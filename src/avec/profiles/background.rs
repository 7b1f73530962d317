//! Background pages of the legacy sensor profiles.
//!
//! Heart rate monitors and bike speed or cadence sensors interleave
//! identification pages with their measurements. Bit 7 of the page
//! identifier toggles every four pages, so the identifier proper is held in
//! the low seven bits.

use core::time::Duration;

use crate::sans::{Page, page::u24_le};

/// Mask selecting the identifier from a toggled page identifier.
pub const ID_MASK: u8 = 0x7F;

pub const DEFAULT: u8 = 0x00;
pub const OPERATING_TIME: u8 = 0x01;
pub const MANUFACTURER_INFO: u8 = 0x02;
pub const PRODUCT_INFO: u8 = 0x03;

/// Manufacturer identification page.
#[derive(Debug, Clone, Copy, PartialEq, Eq)]
#[cfg_attr(feature = "serde", derive(serde::Serialize, serde::Deserialize))]
pub struct ManufacturerInfo {
    pub manufacturer_id: u8,
    /// Upper 16 bits of the serial number; the lower 16 are the device
    /// number.
    pub serial_number: u16,
}

/// Product identification page.
#[derive(Debug, Clone, Copy, PartialEq, Eq)]
#[cfg_attr(feature = "serde", derive(serde::Serialize, serde::Deserialize))]
pub struct ProductInfo {
    pub hardware_version: u8,
    pub software_version: u8,
    pub model_number: u8,
}

/// A background page common to the legacy profiles.
#[derive(Debug, Clone, Copy, PartialEq, Eq)]
#[cfg_attr(feature = "serde", derive(serde::Serialize, serde::Deserialize))]
pub enum Background {
    OperatingTime(Duration),
    ManufacturerInfo(ManufacturerInfo),
    ProductInfo(ProductInfo),
}

impl Background {
    /// Decode pages 1 to 3, ignoring the toggle bit.
    pub fn decode(page: &Page) -> Option<Self> {
        let [id, a, b, c, ..] = page.bytes();

        match id & ID_MASK {
            OPERATING_TIME => Some(Self::OperatingTime(Duration::from_secs(
                u64::from(u24_le([a, b, c])) * 2,
            ))),
            MANUFACTURER_INFO => Some(Self::ManufacturerInfo(ManufacturerInfo {
                manufacturer_id: a,
                serial_number: u16::from_le_bytes([b, c]),
            })),
            PRODUCT_INFO => Some(Self::ProductInfo(ProductInfo {
                hardware_version: a,
                software_version: b,
                model_number: c,
            })),
            _ => None,
        }
    }
}

/// Identification gathered from background pages.
#[derive(Debug, Clone, Copy, Default, PartialEq, Eq)]
#[cfg_attr(feature = "serde", derive(serde::Serialize, serde::Deserialize))]
pub struct Identification {
    pub operating_time: Option<Duration>,
    pub manufacturer_info: Option<ManufacturerInfo>,
    pub product_info: Option<ProductInfo>,
}

impl Identification {
    pub fn apply(&mut self, background: Background) {
        match background {
            Background::OperatingTime(t) => self.operating_time = Some(t),
            Background::ManufacturerInfo(m) => self.manufacturer_info = Some(m),
            Background::ProductInfo(p) => self.product_info = Some(p),
        }
    }
}

/// Whether the page toggle bit is set.
pub fn toggle(page: &Page) -> bool {
    page.id() & !ID_MASK != 0
}
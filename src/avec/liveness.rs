//! Connection state inferred from message arrival times.
//!
//! Timestamps are durations since an arbitrary monotonic epoch chosen by the
//! caller, so the monitor can be driven by any clock.

use core::time::Duration;

/// Connection state of a device.
#[derive(Debug, Clone, Copy, Default, PartialEq, Eq)]
#[cfg_attr(feature = "serde", derive(serde::Serialize, serde::Deserialize))]
pub enum ConnectionState {
    /// No message has been received yet.
    #[default]
    Searching,
    Connected,
    /// No message has been received within the timeout.
    Offline,
}

/// A change of connection state worth reporting.
#[derive(Debug, Clone, Copy, PartialEq, Eq)]
pub enum Transition {
    /// The first message, or the first since going offline.
    Online,
    Offline,
}

/// Tracks the last message time of one device.
#[derive(Debug, Clone, PartialEq, Eq)]
pub struct Liveness {
    state: ConnectionState,
    last_message: Option<Duration>,
    previous_interval: Option<Duration>,
    timeout: Duration,
}

impl Liveness {
    pub const fn new(timeout: Duration) -> Self {
        Self {
            state: ConnectionState::Searching,
            last_message: None,
            previous_interval: None,
            timeout,
        }
    }

    /// Record a message arriving at `now`.
    pub fn message(&mut self, now: Duration) -> Option<Transition> {
        self.previous_interval = self.last_message.map(|last| now.saturating_sub(last));
        self.last_message = Some(now);

        match self.state {
            ConnectionState::Connected => None,
            ConnectionState::Searching | ConnectionState::Offline => {
                self.state = ConnectionState::Connected;
                Some(Transition::Online)
            }
        }
    }

    /// Check for a timeout at `now`.
    ///
    /// A connected device silent for at least the timeout goes offline. This
    /// is reported once; later checks return `None` until a message arrives.
    pub fn poll(&mut self, now: Duration) -> Option<Transition> {
        let last = self.last_message?;

        if self.state == ConnectionState::Connected && now.saturating_sub(last) >= self.timeout {
            self.state = ConnectionState::Offline;
            Some(Transition::Offline)
        } else {
            None
        }
    }

    pub const fn state(&self) -> ConnectionState {
        self.state
    }

    pub const fn last_message(&self) -> Option<Duration> {
        self.last_message
    }

    pub const fn timeout(&self) -> Duration {
        self.timeout
    }

    pub fn set_timeout(&mut self, timeout: Duration) {
        self.timeout = timeout;
    }

    /// Message rate in hertz, from the interval between the last two
    /// messages. NaN until two messages have arrived.
    pub fn message_rate(&self) -> f64 {
        match self.previous_interval {
            Some(interval) if !interval.is_zero() => 1.0 / interval.as_secs_f64(),
            _ => f64::NAN,
        }
    }
}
....................
Exercise objective - Give an exact reproduction of the lines from the one with "pub const fn state(&self)" to the final line of the entries, including both.

Written answer -
    pub const fn state(&self) -> ConnectionState {
        self.state
    }

    pub const fn last_message(&self) -> Option<Duration> {
        self.last_message
    }

    pub const fn timeout(&self) -> Duration {
        self.timeout
    }

    pub fn set_timeout(&mut self, timeout: Duration) {
        self.timeout = timeout;
    }

    /// Message rate in hertz, from the interval between the last two
    /// messages. NaN until two messages have arrived.
    pub fn message_rate(&self) -> f64 {
        match self.previous_interval {
            Some(interval) if !interval.is_zero() => 1.0 / interval.as_secs_f64(),
            _ => f64::NAN,
        }
    }
}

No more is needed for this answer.